Le attuali regole per l’ottenimento del visto H-1B restano pienamente valide per tutte le domande, a prescindere dall’obbligo o meno di pagare la nuova tassa. In pratica, continuano a essere necessari tutti i requisiti già previsti: la Labor Condition Application certificata dal Dipartimento del Lavoro, l’offerta di una posizione qualificata rientrante nella definizione di specialty occupation e la prova che il candidato possiede il titolo di studio e/o l’esperienza minima richiesti per svolgere quel ruolo. Allo stesso modo, i datori di lavoro sono ancora tenuti a rispettare ogni adempimento previsto dalla normativa H-1B, inclusi gli obblighi su salari, affissioni e tenuta della documentazione pubblica.

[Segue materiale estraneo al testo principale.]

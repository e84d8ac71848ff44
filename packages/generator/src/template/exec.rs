//! Template execution

use super::funcs;
use super::parser::{Command, Node, Operand, Pipeline};
use super::value::Value;

/// Walks a node tree against one root value.
pub(crate) struct Executor<'a> {
    root: &'a Value,
}

impl<'a> Executor<'a> {
    pub(crate) fn new(root: &'a Value) -> Self {
        Executor { root }
    }

    pub(crate) fn walk(&self, out: &mut String, nodes: &[Node], dot: &Value) -> Result<(), String> {
        for node in nodes {
            match node {
                Node::Text(text) => out.push_str(text),
                Node::Output(pipeline) => {
                    let value = self.eval_pipeline(pipeline, dot)?;
                    out.push_str(&value.print()?);
                }
                Node::If {
                    condition,
                    then_branch,
                    else_branch,
                } => {
                    if self.eval_pipeline(condition, dot)?.is_truthy() {
                        self.walk(out, then_branch, dot)?;
                    } else {
                        self.walk(out, else_branch, dot)?;
                    }
                }
                Node::Range {
                    pipeline,
                    body,
                    else_branch,
                } => {
                    let items: Vec<Value> = match self.eval_pipeline(pipeline, dot)? {
                        Value::List(items) => items,
                        Value::Map(entries) => entries.into_values().collect(),
                        Value::Null => Vec::new(),
                        other => return Err(format!("range can't iterate over {}", other.kind())),
                    };
                    if items.is_empty() {
                        self.walk(out, else_branch, dot)?;
                    }
                    for item in &items {
                        self.walk(out, body, item)?;
                    }
                }
            }
        }
        Ok(())
    }

    fn eval_pipeline(&self, pipeline: &Pipeline, dot: &Value) -> Result<Value, String> {
        let mut piped = None;
        for command in &pipeline.commands {
            piped = Some(self.eval_command(command, dot, piped)?);
        }
        Ok(piped.unwrap_or_default())
    }

    fn eval_command(&self, command: &Command, dot: &Value, piped: Option<Value>) -> Result<Value, String> {
        match command.operands.split_first() {
            Some((Operand::Func(name), rest)) => {
                let mut args = rest
                    .iter()
                    .map(|operand| self.eval_operand(operand, dot))
                    .collect::<Result<Vec<_>, _>>()?;
                args.extend(piped);
                funcs::call(self.root, name, args)
            }
            Some((operand, [])) => {
                if piped.is_some() {
                    return Err(String::from("can't pipe a value into a non-function"));
                }
                self.eval_operand(operand, dot)
            }
            Some(_) => Err(String::from("can't give argument to non-function")),
            None => Err(String::from("empty command")),
        }
    }

    fn eval_operand(&self, operand: &Operand, dot: &Value) -> Result<Value, String> {
        match operand {
            Operand::Field(path) => dot.lookup(path).cloned(),
            Operand::Variable(path) => self.root.lookup(path).cloned(),
            Operand::Str(value) => Ok(Value::Str(value.clone())),
            Operand::Bool(value) => Ok(Value::Bool(*value)),
            Operand::Func(name) => funcs::call(self.root, name, Vec::new()),
            Operand::Sub(pipeline) => self.eval_pipeline(pipeline, dot),
        }
    }
}
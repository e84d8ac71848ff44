/*
 * Character Codes
 *
 * Character classes shared by the directive tokenizer, the Go lexer and the
 * template lexer.
 */

//! Character constants and classification helpers

pub const EOF: char = '\0';
pub const TAB: char = '\t';
pub const NEWLINE: char = '\n';
pub const RETURN: char = '\r';
pub const SPACE: char = ' ';
/// Byte order mark, allowed once at the start of a Go file.
pub const BOM: char = '\u{FEFF}';

pub const DQ: char = '"';
pub const SQ: char = '\'';
pub const BT: char = '`';
pub const DOLLAR: char = '$';
pub const LPAREN: char = '(';
pub const RPAREN: char = ')';
pub const LBRACKET: char = '[';
pub const RBRACKET: char = ']';
pub const LBRACE: char = '{';
pub const RBRACE: char = '}';
pub const STAR: char = '*';
pub const COMMA: char = ',';
pub const MINUS: char = '-';
pub const PERIOD: char = '.';
pub const SLASH: char = '/';
pub const COLON: char = ':';
pub const SEMICOLON: char = ';';
pub const BACKSLASH: char = '\\';
pub const UNDERSCORE: char = '_';
pub const BAR: char = '|';

/// Every code point carrying the Unicode `Quotation_Mark` property.
pub const QUOTATION_MARKS: &[char] = &[
    '\u{0022}', '\u{0027}', '\u{00AB}', '\u{00BB}', '\u{2018}', '\u{2019}', '\u{201A}',
    '\u{201B}', '\u{201C}', '\u{201D}', '\u{201E}', '\u{201F}', '\u{2039}', '\u{203A}',
    '\u{2E42}', '\u{300C}', '\u{300D}', '\u{300E}', '\u{300F}', '\u{301D}', '\u{301E}',
    '\u{301F}', '\u{FE41}', '\u{FE42}', '\u{FE43}', '\u{FE44}', '\u{FF02}', '\u{FF07}',
    '\u{FF62}', '\u{FF63}',
];

/// Check if character is a Unicode quotation mark
pub fn is_quotation_mark(ch: char) -> bool {
    QUOTATION_MARKS.contains(&ch)
}

/// Check if character is whitespace (Unicode `White_Space`)
pub fn is_whitespace(ch: char) -> bool {
    ch.is_whitespace()
}

/// Check if character is a decimal digit
pub fn is_digit(ch: char) -> bool {
    ch.is_ascii_digit()
}

/// Check if character can start a Go identifier
pub fn is_identifier_start(ch: char) -> bool {
    ch == UNDERSCORE || ch.is_alphabetic()
}

/// Check if character can be part of a Go identifier
pub fn is_identifier_part(ch: char) -> bool {
    is_identifier_start(ch) || ch.is_numeric()
}

/// Remove one surrounding pair of identical quotation marks, if present.
pub fn strip_outer_quotes(value: &str) -> &str {
    let mut chars = value.chars();
    match (chars.next(), chars.next_back()) {
        (Some(open), Some(close)) if open == close && is_quotation_mark(open) => {
            &value[open.len_utf8()..value.len() - close.len_utf8()]
        }
        _ => value,
    }
}

/// Remove every quotation mark from the value.
pub fn remove_quotation_marks(value: &str) -> String {
    value.chars().filter(|ch| !is_quotation_mark(*ch)).collect()
}

#[cfg(test)]
mod tests {
    use super::*;

    #[test]
    fn test_is_quotation_mark() {
        assert!(is_quotation_mark('"'));
        assert!(is_quotation_mark('\''));
        assert!(is_quotation_mark('«'));
        assert!(is_quotation_mark('“'));
        assert!(is_quotation_mark('」'));
        assert!(!is_quotation_mark('`'));
        assert!(!is_quotation_mark('a'));
    }

    #[test]
    fn test_is_identifier_start() {
        assert!(is_identifier_start('a'));
        assert!(is_identifier_start('Z'));
        assert!(is_identifier_start('_'));
        assert!(is_identifier_start('é'));
        assert!(!is_identifier_start('5'));
        assert!(!is_identifier_start('$'));
    }

    #[test]
    fn test_strip_outer_quotes() {
        assert_eq!(strip_outer_quotes("\"a b\""), "a b");
        assert_eq!(strip_outer_quotes("«x»"), "«x»");
        assert_eq!(strip_outer_quotes("'q'"), "q");
        assert_eq!(strip_outer_quotes("\""), "\"");
        assert_eq!(strip_outer_quotes("plain"), "plain");
    }

    #[test]
    fn test_remove_quotation_marks() {
        assert_eq!(remove_quotation_marks("\"ctx, \"id\""), "ctx, id");
    }
}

È teoricamente possibile ottenere un’esenzione dalla tassa, ma si tratta di una misura straordinaria, concessa solo in casi rarissimi e solo previa valutazione diretta del Segretario della Sicurezza Interna. Per ottenere questa deroga, il datore di lavoro deve dimostrare che la permanenza del beneficiario negli Stati Uniti risponde a un preciso interesse nazionale, che non esistono lavoratori statunitensi disponibili per svolgere quella mansione, che il beneficiario non costituisce alcun rischio per la sicurezza o il benessere del Paese e che l’obbligo di pagare la tassa comprometterebbe in modo grave un interesse degli Stati Uniti.
Le aziende che ritengono di possedere tali requisiti possono presentare una richiesta formale di esenzione inviando un’email all’indirizzo designato dall’USCIS, allegando prove concrete a sostegno. Nella richiesta è necessario spiegare in modo chiaro sia perché l’attività del beneficiario è di rilevanza nazionale, sia perché il pagamento della tassa provocherebbe un danno materiale agli interessi degli Stati Uniti.